All of lore.kernel.org
 help / color / mirror / Atom feed
From: Amber Lin <Amber.Lin@amd.com>
To: <amd-gfx@lists.freedesktop.org>, <alexdeucher@gmail.com>
Cc: <Shaoyun.Liu@amd.com>, <Michael.Chen@amd.com>,
	<Jesse.Zhang@amd.com>, Amber Lin <Amber.Lin@amd.com>
Subject: [PATCH v2 06/10] drm/amdgpu: Missing multi-XCC support in MES
Date: Tue, 24 Mar 2026 13:56:48 -0400	[thread overview]
Message-ID: <20260324175653.1325754-7-Amber.Lin@amd.com> (raw)

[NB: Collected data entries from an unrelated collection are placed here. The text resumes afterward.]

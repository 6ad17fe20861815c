//! Template engine for every markdown file the loop writes.
//!
//! Templates live in `io/templates/` and are compiled into the binary. Block
//! tags are trimmed so the sources can stay readable.

use anyhow::{Context, Result};
use minijinja::Environment;
use serde::Serialize;

pub const TASK: &str = "task";
pub const PROGRESS: &str = "progress";
pub const ERROR: &str = "error";
pub const CONTEXT: &str = "context";
pub const ENVIRONMENT: &str = "environment";
pub const PROMPT: &str = "prompt";
pub const TRANSCRIPT: &str = "transcript";

const TEMPLATES: [(&str, &str); 7] = [
    (TASK, include_str!("templates/task.md")),
    (PROGRESS, include_str!("templates/progress.md")),
    (ERROR, include_str!("templates/error.md")),
    (CONTEXT, include_str!("templates/context.md")),
    (ENVIRONMENT, include_str!("templates/environment.md")),
    (PROMPT, include_str!("templates/prompt.md")),
    (TRANSCRIPT, include_str!("templates/transcript.md")),
];

/// Wrapper around a minijinja environment holding the built-in templates.
#[derive(Debug)]
pub struct Renderer {
    env: Environment<'static>,
}

impl Renderer {
    pub fn new() -> Result<Self> {
        let mut env = Environment::new();
        env.set_trim_blocks(true);
        env.set_lstrip_blocks(true);
        env.set_keep_trailing_newline(true);
        for (name, source) in TEMPLATES {
            env.add_template(name, source)
                .with_context(|| format!("compile template '{name}'"))?;
        }
        Ok(Self { env })
    }

    /// Render a named template with any serializable context.
    pub fn render<S: Serialize>(&self, name: &str, ctx: S) -> Result<String> {
        let template = self
            .env
            .get_template(name)
            .with_context(|| format!("load template '{name}'"))?;
        template
            .render(ctx)
            .with_context(|| format!("render template '{name}'"))
    }
}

In-Reply-To: <20260324175653.1325754-1-Amber.Lin@amd.com>

In a multi-XCC GPU, pass the master XCC's ID to amdgpu_mes_suspend,
amdgpu_mes_resume, and detect_and_reset_hung_queues so the command will be
sent to the matching master MES when the compute partition mode is not
SPX.

Signed-off-by: Amber Lin <Amber.Lin@amd.com>
---
 drivers/gpu/drm/amd/amdgpu/amdgpu_mes.c               | 7 +++++--
 drivers/gpu/drm/amd/amdgpu/amdgpu_mes.h               | 9 +++++----
 drivers/gpu/drm/amd/amdgpu/gfx_v11_0.c                | 2 +-
 drivers/gpu/drm/amd/amdgpu/mes_userqueue.c            | 2 +-
 drivers/gpu/drm/amd/amdkfd/kfd_device_queue_manager.c | 4 ++--
 5 files changed, 14 insertions(+), 10 deletions(-)

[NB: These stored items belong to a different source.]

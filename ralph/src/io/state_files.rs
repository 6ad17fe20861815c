//! Session directory files: the agent's memory between stateless runs.
//!
//! Every file except `ENVIRONMENT.md` is a projection of [`Session`] and is
//! rewritten atomically before (and after) each attempt. `ENVIRONMENT.md`
//! belongs to the agent once created and is never touched again.
//!
//! All writes are best-effort: a failure is logged and the loop continues
//! with its in-memory state.

use std::fs::{self, OpenOptions};
use std::io::{self, Write};
use std::path::{Path, PathBuf};
use std::sync::LazyLock;

use anyhow::{Context, Result};
use chrono::{DateTime, SecondsFormat, Utc};
use minijinja::context;
use regex::Regex;
use serde::Serialize;
use tracing::{debug, info, instrument, warn};

use crate::core::classifier::preview;
use crate::core::digest::short_hash;
use crate::core::session::Session;
use crate::core::types::{AttemptRecord, Task};
use crate::io::atomic::write_atomic;
use crate::io::git::{Git, StatusEntry};
use crate::io::render::{self, Renderer};

pub const TASK_FILE: &str = "TASK.md";
pub const PROGRESS_FILE: &str = "PROGRESS.md";
pub const ERROR_FILE: &str = "ERROR.md";
pub const CONTEXT_FILE: &str = "CONTEXT.md";
pub const ENVIRONMENT_FILE: &str = "ENVIRONMENT.md";
pub const ATTEMPTS_DIR: &str = "attempts";

/// Body of `ERROR.md` while the current task has no failures.
pub const NO_ERROR_MARKER: &str = "None: no failures recorded for this task.";

/// Body of the "Next Plan" section until the agent writes one.
pub const PLAN_PLACEHOLDER: &str =
    "_Not written yet. Replace this line with what you will try next and why._";

const HEAD_SHA_LEN: usize = 12;

static PROGRESS_MARKER_RE: LazyLock<Regex> = LazyLock::new(|| {
    Regex::new(r"^<!-- ralph:progress v1 task=\d+ key=([0-9a-f]+) -->")
        .expect("progress marker is valid")
});

/// Absolute locations of the session files.
#[derive(Debug, Clone, PartialEq, Eq)]
pub struct SessionPaths {
    pub dir: PathBuf,
    pub task: PathBuf,
    pub progress: PathBuf,
    pub error: PathBuf,
    pub context: PathBuf,
    pub environment: PathBuf,
    pub attempts: PathBuf,
    refs: FileRefs,
}

/// Session file paths as the agent sees them from the working directory.
#[derive(Debug, Clone, PartialEq, Eq, Serialize)]
pub struct FileRefs {
    pub task: String,
    pub progress: String,
    pub error: String,
    pub context: String,
    pub environment: String,
    pub attempts: String,
}

impl SessionPaths {
    /// `session_dir` is resolved against `workdir` unless already absolute.
    pub fn new(workdir: &Path, session_dir: &Path) -> Self {
        let dir = workdir.join(session_dir);
        let shown = |name: &str| session_dir.join(name).display().to_string();
        Self {
            task: dir.join(TASK_FILE),
            progress: dir.join(PROGRESS_FILE),
            error: dir.join(ERROR_FILE),
            context: dir.join(CONTEXT_FILE),
            environment: dir.join(ENVIRONMENT_FILE),
            attempts: dir.join(ATTEMPTS_DIR),
            refs: FileRefs {
                task: shown(TASK_FILE),
                progress: shown(PROGRESS_FILE),
                error: shown(ERROR_FILE),
                context: shown(CONTEXT_FILE),
                environment: shown(ENVIRONMENT_FILE),
                attempts: shown(ATTEMPTS_DIR),
            },
            dir,
        }
    }

    pub fn refs(&self) -> &FileRefs {
        &self.refs
    }
}

/// Git snapshot shown in `CONTEXT.md`. Each field degrades to an
/// `unavailable` note on its own.
#[derive(Debug, Clone, PartialEq, Eq, Serialize)]
pub struct ContextSnapshot {
    pub branch: String,
    pub head: String,
    pub status: String,
    pub diff_stat: String,
}

impl ContextSnapshot {
    #[instrument(skip_all)]
    pub fn capture(git: &Git, diff_lines: usize) -> Self {
        Self {
            branch: or_unavailable(git.current_branch()),
            head: or_unavailable(git.head_short_sha(HEAD_SHA_LEN)),
            status: or_unavailable(git.status_porcelain().map(|entries| format_status(&entries))),
            diff_stat: or_unavailable(git.diff_stat(diff_lines).map(|stat| {
                if stat.trim().is_empty() {
                    "No changes against HEAD.".to_string()
                } else {
                    indent_block(&stat)
                }
            })),
        }
    }
}

fn or_unavailable(result: Result<String>) -> String {
    match result {
        Ok(value) => value,
        Err(err) => {
            debug!(err = %format!("{err:#}"), "git context unavailable");
            format!("unavailable ({err:#})")
        }
    }
}

fn format_status(entries: &[StatusEntry]) -> String {
    if entries.is_empty() {
        return "Clean working tree.".to_string();
    }
    let lines: Vec<String> = entries
        .iter()
        .map(|entry| format!("{} {}", entry.code, entry.path))
        .collect();
    indent_block(&lines.join("\n"))
}

/// Four-space indent so markdown shows the text verbatim.
fn indent_block(text: &str) -> String {
    text.lines()
        .map(|line| format!("    {line}"))
        .collect::<Vec<_>>()
        .join("\n")
}

#[derive(Debug, Serialize)]
struct TaskView<'a> {
    number: usize,
    description: &'a str,
    status: &'static str,
    attempts: u32,
}

#[derive(Debug, Serialize)]
struct AttemptRow {
    number: u32,
    exit_code: i32,
    duration_ms: u64,
    signature: String,
}

impl AttemptRow {
    fn new(record: &AttemptRecord, preview_chars: usize) -> Self {
        Self {
            number: record.number,
            exit_code: record.exit_code,
            duration_ms: record.duration_ms,
            signature: preview(&record.signature, preview_chars).replace('|', "\\|"),
        }
    }
}

#[derive(Debug, Serialize)]
struct FinishView {
    reason: &'static str,
    note: String,
}

/// Renders and writes the session directory.
#[derive(Debug)]
pub struct StateFiles {
    paths: SessionPaths,
    renderer: Renderer,
    git: Git,
    token: String,
    preview_chars: usize,
    diff_lines: usize,
}

impl StateFiles {
    pub fn new(
        paths: SessionPaths,
        git: Git,
        token: impl Into<String>,
        preview_chars: usize,
        diff_lines: usize,
    ) -> Result<Self> {
        Ok(Self {
            paths,
            renderer: Renderer::new()?,
            git,
            token: token.into(),
            preview_chars,
            diff_lines,
        })
    }

    pub fn paths(&self) -> &SessionPaths {
        &self.paths
    }

    pub fn renderer(&self) -> &Renderer {
        &self.renderer
    }

    pub fn token(&self) -> &str {
        &self.token
    }

    /// Write every file the agent reads before an attempt.
    #[instrument(skip_all, fields(iteration = session.iteration()))]
    pub fn materialize_all(&self, session: &Session, now: DateTime<Utc>) {
        self.ensure_dirs();
        self.ensure_environment(now);
        self.write_task(session, now);
        self.write_progress(session, now);
        self.write_error(session, now);
        self.write_context(now);
    }

    /// Rewrite the projections of session state after an attempt.
    pub fn refresh(&self, session: &Session, now: DateTime<Utc>) {
        self.write_task(session, now);
        self.write_progress(session, now);
        self.write_error(session, now);
    }

    pub fn ensure_dirs(&self) {
        if let Err(err) = fs::create_dir_all(&self.paths.attempts) {
            warn!(path = %self.paths.attempts.display(), err = %err, "failed to create session directory");
        }
    }

    /// Create `ENVIRONMENT.md` from its template if it does not exist.
    ///
    /// Returns true when this call created the file.
    pub fn ensure_environment(&self, now: DateTime<Utc>) -> bool {
        let result = self
            .render_environment(now)
            .and_then(|body| create_new(&self.paths.environment, &body));
        match result {
            Ok(created) => {
                if created {
                    info!(path = %self.paths.environment.display(), "created environment file");
                }
                created
            }
            Err(err) => {
                warn!(path = %self.paths.environment.display(), err = %format!("{err:#}"), "failed to create environment file");
                false
            }
        }
    }

    pub fn write_task(&self, session: &Session, now: DateTime<Utc>) {
        self.write_best_effort(&self.paths.task, self.render_task(session, now));
    }

    pub fn write_progress(&self, session: &Session, now: DateTime<Utc>) {
        let plan = self.carried_plan(session);
        self.write_best_effort(
            &self.paths.progress,
            self.render_progress(session, plan.as_deref(), now),
        );
    }

    pub fn write_error(&self, session: &Session, now: DateTime<Utc>) {
        self.write_best_effort(&self.paths.error, self.render_error(session, now));
    }

    pub fn write_context(&self, now: DateTime<Utc>) {
        let snapshot = ContextSnapshot::capture(&self.git, self.diff_lines);
        self.write_best_effort(&self.paths.context, self.render_context(&snapshot, now));
    }

    pub fn render_task(&self, session: &Session, now: DateTime<Utc>) -> Result<String> {
        let current = session.current_task().map(task_view);
        let completed: Vec<TaskView<'_>> = session.completed_tasks().map(task_view).collect();
        self.renderer.render(
            render::TASK,
            context! {
                generated => stamp(now),
                current => current,
                total => session.tasks().len(),
                completed => completed,
                files => self.paths.refs(),
                token => self.token.as_str(),
            },
        )
    }

    /// `plan` is the agent's previous "Next Plan" text for this task.
    pub fn render_progress(
        &self,
        session: &Session,
        plan: Option<&str>,
        now: DateTime<Utc>,
    ) -> Result<String> {
        let current = session.current_task();
        let rows: Vec<AttemptRow> = session
            .attempts()
            .iter()
            .map(|record| AttemptRow::new(record, self.preview_chars))
            .collect();
        let finish = session.finish_record().map(|record| FinishView {
            reason: record.reason.as_str(),
            note: record.note.clone(),
        });
        let last_signature = session
            .failures()
            .last_signature()
            .map(|sig| preview(sig, self.preview_chars));
        self.renderer.render(
            render::PROGRESS,
            context! {
                generated => stamp(now),
                tool => session.tool(),
                iteration => session.iteration(),
                max_iterations => session.max_iterations(),
                task_number => progress_task_number(session),
                plan_key => plan_key(session),
                total => session.tasks().len(),
                current => current.map(task_view),
                task_attempt => current.map_or(0, |task| task.attempts),
                completed_count => session.completed_tasks().count(),
                streak => session.failures().streak(),
                last_signature => last_signature,
                finish => finish,
                attempts => rows,
                plan => plan.unwrap_or(PLAN_PLACEHOLDER),
            },
        )
    }

    pub fn render_error(&self, session: &Session, now: DateTime<Utc>) -> Result<String> {
        self.renderer.render(
            render::ERROR,
            context! {
                generated => stamp(now),
                task_number => session.current_index() + 1,
                error => session.attempts().last(),
                streak => session.failures().streak(),
                none_marker => NO_ERROR_MARKER,
            },
        )
    }

    pub fn render_context(&self, snapshot: &ContextSnapshot, now: DateTime<Utc>) -> Result<String> {
        self.renderer.render(
            render::CONTEXT,
            context! {
                generated => stamp(now),
                branch => snapshot.branch.as_str(),
                head => snapshot.head.as_str(),
                status => snapshot.status.as_str(),
                diff_stat => snapshot.diff_stat.as_str(),
            },
        )
    }

    pub fn render_environment(&self, now: DateTime<Utc>) -> Result<String> {
        self.renderer
            .render(render::ENVIRONMENT, context! { created => stamp(now) })
    }

    /// The agent's plan from the current `PROGRESS.md`, kept while this
    /// session stays on the same task. Unreadable content, files from other
    /// runs, and plans for other tasks are ignored.
    fn carried_plan(&self, session: &Session) -> Option<String> {
        let existing = fs::read_to_string(&self.paths.progress).ok()?;
        extract_plan(&existing, &plan_key(session))
    }

    fn write_best_effort(&self, path: &Path, rendered: Result<String>) {
        let result = rendered.and_then(|body| write_atomic(path, &body));
        match result {
            Ok(()) => debug!(path = %path.display(), "wrote session file"),
            Err(err) => {
                warn!(path = %path.display(), err = %format!("{err:#}"), "failed to write session file");
            }
        }
    }
}

fn task_view(task: &Task) -> TaskView<'_> {
    TaskView {
        number: task.index + 1,
        description: &task.description,
        status: task.status.as_str(),
        attempts: task.attempts,
    }
}

/// 1-based task shown in `PROGRESS.md`; the last task once all are done.
fn progress_task_number(session: &Session) -> usize {
    (session.current_index() + 1).min(session.tasks().len())
}

/// Identity of the plan slot in `PROGRESS.md`: the session start time plus
/// the task shown.
pub fn plan_key(session: &Session) -> String {
    let number = progress_task_number(session);
    let description = session
        .tasks()
        .get(number.saturating_sub(1))
        .map_or("", |task| task.description.as_str());
    let started = session
        .started_at()
        .to_rfc3339_opts(SecondsFormat::Nanos, true);
    short_hash(&format!("{started}\n{number}\n{description}"))
}

fn stamp(now: DateTime<Utc>) -> String {
    now.to_rfc3339_opts(SecondsFormat::Secs, true)
}

/// Pull the "Next Plan" body out of a progress file whose marker carries `key`.
pub fn extract_plan(progress: &str, key: &str) -> Option<String> {
    let first = progress.lines().next()?;
    let marker_key = PROGRESS_MARKER_RE.captures(first)?.get(1)?.as_str();
    if marker_key != key {
        return None;
    }
    let (_, plan) = progress.split_once("\n## Next Plan\n")?;
    let plan = plan.trim();
    if plan.is_empty() || plan == PLAN_PLACEHOLDER {
        return None;
    }
    Some(plan.to_string())
}

/// Write `contents` only if `path` does not exist yet.
fn create_new(path: &Path, contents: &str) -> Result<bool> {
    if let Some(parent) = path.parent()
        && !parent.as_os_str().is_empty()
    {
        fs::create_dir_all(parent).with_context(|| format!("create {}", parent.display()))?;
    }
    let mut file = match OpenOptions::new().write(true).create_new(true).open(path) {
        Ok(file) => file,
        Err(err) if err.kind() == io::ErrorKind::AlreadyExists => return Ok(false),
        Err(err) => return Err(err).with_context(|| format!("create {}", path.display())),
    };
    file.write_all(contents.as_bytes())
        .with_context(|| format!("write {}", path.display()))?;
    Ok(true)
}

diff --git a/drivers/gpu/drm/amd/amdgpu/amdgpu_mes.c b/drivers/gpu/drm/amd/amdgpu/amdgpu_mes.c
index d778c3da8203..f3a4ae1fd521 100644
--- a/drivers/gpu/drm/amd/amdgpu/amdgpu_mes.c
+++ b/drivers/gpu/drm/amd/amdgpu/amdgpu_mes.c
@@ -300,7 +300,7 @@ void amdgpu_mes_fini(struct amdgpu_device *adev)
 	mutex_destroy(&adev->mes.mutex_hidden);
 }
 
-int amdgpu_mes_suspend(struct amdgpu_device *adev)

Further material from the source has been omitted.